[Collected data entries]
'''

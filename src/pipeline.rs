//! Pipeline composition
//!
//! Each stage is a function over owned data; [`Pipeline::run`] composes them
//! in order: labeling, code mapping, medication normalization, the merge into
//! one admission table, and per note window the selection, chunking and
//! split assembly. Nothing is written until every window is computed.

use std::path::{Path, PathBuf};
use std::sync::Arc;
use std::time::Instant;

use itertools::Itertools;
use rustc_hash::FxHashMap;
use serde::Serialize;

use crate::algorithm::labeling::{AdmissionLabeler, LabelingOutcome};
use crate::algorithm::notes::{NoteChunker, NoteWindow};
use crate::algorithm::split::{SplitKind, SplitPlan, SplitSampler, WindowSplits, WindowSummary};
use crate::coding::{ClinicalCodeMapper, MappingStats, MedicationNormalizer, MedicationStats};
use crate::config::PipelineConfig;
use crate::error::util::ensure_output_directory;
use crate::error::{PrepError, Result};
use crate::models::{
    Admission, AdmissionId, AdmissionRecord, ClinicalNote, CodeKind, CodeRecord, CodedList,
    MedicationList, NextAdmissionCodes, NoteChunk, PrescriptionRecord, RawAdmission,
};
use crate::registry::{
    RawTables, ReferenceTables, load_reference_tables_async, load_tables_async,
};
use crate::utils::io::{write_admission_table, write_chunk_table, write_json};
use crate::utils::logging::{create_spinner, finish_progress_bar, log_operation_start};
use crate::vocab::{FileVocabularyStore, VocabularyStore};

/// File name of the labeled admission table
pub const ADMISSIONS_FILE: &str = "admissions.csv";

/// File name of the run summary
pub const SUMMARY_FILE: &str = "split_summary.json";

/// Counts reported for one pipeline run
#[derive(Debug, Clone, Serialize)]
pub struct RunSummary {
    /// Seed used for every draw
    pub seed: u64,
    /// Admissions kept after exclusions
    pub admissions: usize,
    /// Kept admissions labeled readmitted
    pub readmitted: usize,
    /// Birth admissions removed
    pub excluded_newborn: usize,
    /// In-hospital death admissions removed
    pub excluded_deceased: usize,
    /// Diagnosis code mapping counters
    pub diagnosis_mapping: MappingStats,
    /// Procedure code mapping counters
    pub procedure_mapping: MappingStats,
    /// Medication normalization counters
    pub medication_mapping: MedicationStats,
    /// Admissions planned for training
    pub train_admissions: usize,
    /// Admissions planned for validation
    pub val_admissions: usize,
    /// Admissions planned for testing
    pub test_admissions: usize,
    /// Negative admissions left for reserve draws
    pub reserve_pool: usize,
    /// Chunk counts per window and split
    pub windows: Vec<WindowSummary>,
}

/// Everything a run computes, ready to be written
#[derive(Debug, Clone)]
pub struct PipelineOutput {
    /// Merged admission table
    pub records: Vec<Arc<AdmissionRecord>>,
    /// Admission-level split
    pub plan: SplitPlan,
    /// Chunk datasets, one per configured window
    pub windows: Vec<WindowSplits>,
    /// Run counters
    pub summary: RunSummary,
}

/// Per-admission coded history produced by the mapping stages
#[derive(Debug, Clone, Default)]
pub struct CodedHistory {
    /// Diagnosis lists by admission
    pub diagnoses: FxHashMap<AdmissionId, CodedList>,
    /// Procedure lists by admission
    pub procedures: FxHashMap<AdmissionId, CodedList>,
    /// Medication lists by admission
    pub medications: FxHashMap<AdmissionId, MedicationList>,
}

/// The preprocessing pipeline over one vocabulary store
#[derive(Debug)]
pub struct Pipeline<S: VocabularyStore> {
    config: PipelineConfig,
    store: S,
}

impl<S: VocabularyStore> Pipeline<S> {
    /// Create a pipeline
    pub fn new(config: PipelineConfig, store: S) -> Self {
        Self { config, store }
    }

    /// Configuration of the pipeline
    pub fn config(&self) -> &PipelineConfig {
        &self.config
    }

    /// Vocabulary store of the pipeline
    pub fn store(&self) -> &S {
        &self.store
    }

    /// Label admissions and drop excluded ones
    pub fn label_admissions(&self, raw: Vec<RawAdmission>) -> LabelingOutcome {
        AdmissionLabeler::new(self.config.readmission_window_days).label(raw)
    }

    /// Group code rows per admission in sequence order and map them
    pub fn attach_codes(
        &self,
        kind: CodeKind,
        rows: Vec<CodeRecord>,
        references: &ReferenceTables,
    ) -> Result<(FxHashMap<AdmissionId, CodedList>, MappingStats)> {
        let mut rows: Vec<(AdmissionId, Option<i64>, String)> = rows
            .into_iter()
            .filter_map(|row| {
                let code = row.icd9_code.filter(|code| !code.trim().is_empty())?;
                Some((row.hadm_id?, row.seq_num, kind.qualify(&code)))
            })
            .collect();
        rows.sort_by_key(|(hadm_id, seq_num, _)| (*hadm_id, seq_num.is_none(), *seq_num));

        let mut per_admission: Vec<(AdmissionId, Vec<String>)> = Vec::new();
        for (hadm_id, group) in &rows.into_iter().chunk_by(|(hadm_id, _, _)| *hadm_id) {
            per_admission.push((hadm_id, group.map(|(_, _, code)| code).collect()));
        }

        log::info!(
            "{}: codes for {} admissions",
            kind.table_name(),
            per_admission.len()
        );
        let mapper = ClinicalCodeMapper::new(
            &references.icd_to_group,
            &references.icd_to_text,
            &self.store,
        );
        let (lists, stats) = mapper.map(per_admission)?;
        Ok((lists.into_iter().collect(), stats))
    }

    /// Group prescriptions per admission in start order and normalize them
    pub fn attach_medications(
        &self,
        rows: Vec<PrescriptionRecord>,
        references: &ReferenceTables,
    ) -> Result<(FxHashMap<AdmissionId, MedicationList>, MedicationStats)> {
        let mut rows: Vec<(AdmissionId, PrescriptionRecord)> = rows
            .into_iter()
            .filter_map(|row| Some((row.hadm_id?, row)))
            .collect();
        rows.sort_by_key(|(hadm_id, row)| (*hadm_id, row.start_date.is_none(), row.start_date));

        let mut per_admission: Vec<(AdmissionId, Vec<Option<String>>)> = Vec::new();
        for (hadm_id, group) in &rows.into_iter().chunk_by(|(hadm_id, _)| *hadm_id) {
            per_admission.push((hadm_id, group.map(|(_, row)| row.ndc).collect()));
        }

        let normalizer = MedicationNormalizer::new(&references.ndc_to_concept, &self.store);
        let (lists, stats) = normalizer.normalize(per_admission)?;
        Ok((lists.into_iter().collect(), stats))
    }

    /// Join admissions with their coded history and link each to the
    /// patient's next admission in the final table
    #[must_use]
    pub fn merge(&self, admissions: Vec<Admission>, mut history: CodedHistory) -> Vec<Arc<AdmissionRecord>> {
        let mut records: Vec<AdmissionRecord> = admissions
            .into_iter()
            .map(|admission| {
                let hadm_id = admission.hadm_id;
                let mut record = AdmissionRecord::new(admission);
                record.diagnoses = history.diagnoses.remove(&hadm_id);
                record.procedures = history.procedures.remove(&hadm_id);
                record.medications = history.medications.remove(&hadm_id);
                record
            })
            .collect();

        let next_codes: Vec<NextAdmissionCodes> = records
            .iter()
            .enumerate()
            .map(|(i, record)| {
                records
                    .get(i + 1)
                    .filter(|next| next.subject_id() == record.subject_id())
                    .map(NextAdmissionCodes::from_record)
                    .unwrap_or_default()
            })
            .collect();
        for (record, next) in records.iter_mut().zip(next_codes) {
            record.next = next;
        }

        records.into_iter().map(Arc::new).collect()
    }

    /// Select, clean and chunk the notes of one window
    pub fn build_window(
        &self,
        window: NoteWindow,
        records: &[Arc<AdmissionRecord>],
        notes: &[ClinicalNote],
        chunker: &NoteChunker,
    ) -> Vec<NoteChunk> {
        let documents = window.select_documents(records, notes);
        chunker.chunk_documents(&documents)
    }

    /// Run every stage over loaded tables
    pub fn run(&self, tables: RawTables, references: &ReferenceTables) -> Result<PipelineOutput> {
        let start = Instant::now();
        let RawTables {
            admissions,
            diagnoses,
            procedures,
            prescriptions,
            notes,
        } = tables;

        let labeled = self.label_admissions(admissions);
        let (diagnoses, diagnosis_mapping) =
            self.attach_codes(CodeKind::Diagnosis, diagnoses, references)?;
        let (procedures, procedure_mapping) =
            self.attach_codes(CodeKind::Procedure, procedures, references)?;
        let (medications, medication_mapping) = self.attach_medications(prescriptions, references)?;

        let sampler = SplitSampler::new(
            self.config.seed,
            self.config.val_test_fraction,
            self.config.val_fraction,
        );
        let plan = sampler.plan(&labeled.admissions)?;

        let readmitted = labeled.readmitted();
        let records = self.merge(
            labeled.admissions,
            CodedHistory {
                diagnoses,
                procedures,
                medications,
            },
        );

        let chunker = NoteChunker::new(self.config.chunk_words, self.config.min_remainder_words)?;
        let windows: Vec<WindowSplits> = self
            .config
            .windows
            .iter()
            .map(|&window| {
                let chunks = self.build_window(window, &records, &notes, &chunker);
                sampler.assemble(window, &plan, self.config.reserve_size(window), chunks)
            })
            .collect();

        let summary = RunSummary {
            seed: self.config.seed,
            admissions: records.len(),
            readmitted,
            excluded_newborn: labeled.excluded_newborn,
            excluded_deceased: labeled.excluded_deceased,
            diagnosis_mapping,
            procedure_mapping,
            medication_mapping,
            train_admissions: plan.train.len(),
            val_admissions: plan.val.len(),
            test_admissions: plan.test.len(),
            reserve_pool: plan.reserve.len(),
            windows: windows.iter().map(WindowSplits::summary).collect(),
        };

        log::info!("Pipeline computed {} windows in {:?}", windows.len(), start.elapsed());
        Ok(PipelineOutput {
            records,
            plan,
            windows,
            summary,
        })
    }

    /// Write every dataset of a finished run
    pub fn write_outputs(&self, output: &PipelineOutput) -> Result<()> {
        let output_dir = &self.config.output_dir;
        ensure_output_directory(output_dir, "dataset output")?;

        for splits in &output.windows {
            let dir = window_dir(output_dir, splits.window);
            ensure_output_directory(&dir, "note window splits")?;
            for kind in SplitKind::ALL {
                let path = dir.join(kind.file_name());
                log_operation_start("Writing", &path);
                write_chunk_table(&path, splits.chunks(kind))?;
            }
        }

        if self.config.write_admissions {
            let path = output_dir.join(ADMISSIONS_FILE);
            log_operation_start("Writing", &path);
            write_admission_table(&path, &output.records)?;
        }

        write_json(&output_dir.join(SUMMARY_FILE), &output.summary)
    }
}

/// Every file a run with `config` would create in the output directory
#[must_use]
pub fn planned_outputs(config: &PipelineConfig) -> Vec<PathBuf> {
    let mut paths: Vec<PathBuf> = config
        .windows
        .iter()
        .flat_map(|window| {
            let dir = window_dir(&config.output_dir, *window);
            SplitKind::ALL
                .into_iter()
                .map(move |kind| dir.join(kind.file_name()))
        })
        .collect();
    if config.write_admissions {
        paths.push(config.output_dir.join(ADMISSIONS_FILE));
    }
    paths
}

/// Check inputs and outputs before any work is done
///
/// Fails on missing inputs, an output path occupied by a file, and existing
/// split files unless overwriting is enabled.
pub fn preflight(config: &PipelineConfig) -> Result<()> {
    config.validate()?;
    config.inputs.validate()?;

    for dir in [&config.output_dir, &config.vocabulary_dir] {
        if dir.exists() && !dir.is_dir() {
            return Err(PrepError::OutputConflict(format!(
                "{} exists and is not a directory",
                dir.display()
            )));
        }
    }

    if !config.overwrite {
        let existing: Vec<String> = planned_outputs(config)
            .iter()
            .filter(|path| path.exists())
            .map(|path| path.display().to_string())
            .collect();
        if !existing.is_empty() {
            return Err(PrepError::OutputConflict(format!(
                "output files already exist (use --overwrite to replace them): {}",
                existing.join(", ")
            )));
        }
    }
    Ok(())
}

/// Load every input of `config`, run the pipeline and write its outputs
///
/// Vocabularies are stored as files under the configured vocabulary
/// directory.
pub async fn run_from_config(config: PipelineConfig) -> Result<RunSummary> {
    let start = Instant::now();
    preflight(&config)?;
    log::info!("{config}");

    let store = FileVocabularyStore::new(&config.vocabulary_dir)?;

    let spinner = create_spinner(Some("Loading tables"));
    let (tables, references) = futures::try_join!(
        load_tables_async(&config.inputs),
        load_reference_tables_async(&config.inputs),
    )?;
    finish_progress_bar(&spinner, Some("Tables loaded"));
    log::info!(
        "Loaded reference tables: {} ICD groups, {} ICD descriptions, {} NDC concepts",
        references.icd_to_group.len(),
        references.icd_to_text.len(),
        references.ndc_to_concept.len()
    );

    let pipeline = Pipeline::new(config, store);
    let summary = tokio::task::spawn_blocking(move || -> Result<RunSummary> {
        let output = pipeline.run(tables, &references)?;
        pipeline.write_outputs(&output)?;
        Ok(output.summary)
    })
    .await
    .map_err(|e| PrepError::Task(format!("pipeline run failed: {e}")))??;

    log::info!("Finished in {:?}", start.elapsed());
    Ok(summary)
}

/// Output folder of `window` under `output_dir`
#[must_use]
pub fn window_dir(output_dir: &Path, window: NoteWindow) -> PathBuf {
    output_dir.join(window.dir_name())
}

'''

**How to complete this task**
Return, from the data, each line where the string "utils" occurs.

**Result for this task**
use crate::utils::io::{write_admission_table, write_chunk_table, write_json};
use crate::utils::logging::{create_spinner, finish_progress_bar, log_operation_start};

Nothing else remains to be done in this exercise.